Task prompt:
The required output is the complete data, repeated without alteration.
*** Opening of Exercise data ***
//! Session-backed visitor state.

pub mod session;

pub use session::{keys as session_keys, load, store, take_flash};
*** Close of Exercise data ***
Exercise answer:
//! Session-backed visitor state.

pub mod session;

pub use session::{keys as session_keys, load, store, take_flash};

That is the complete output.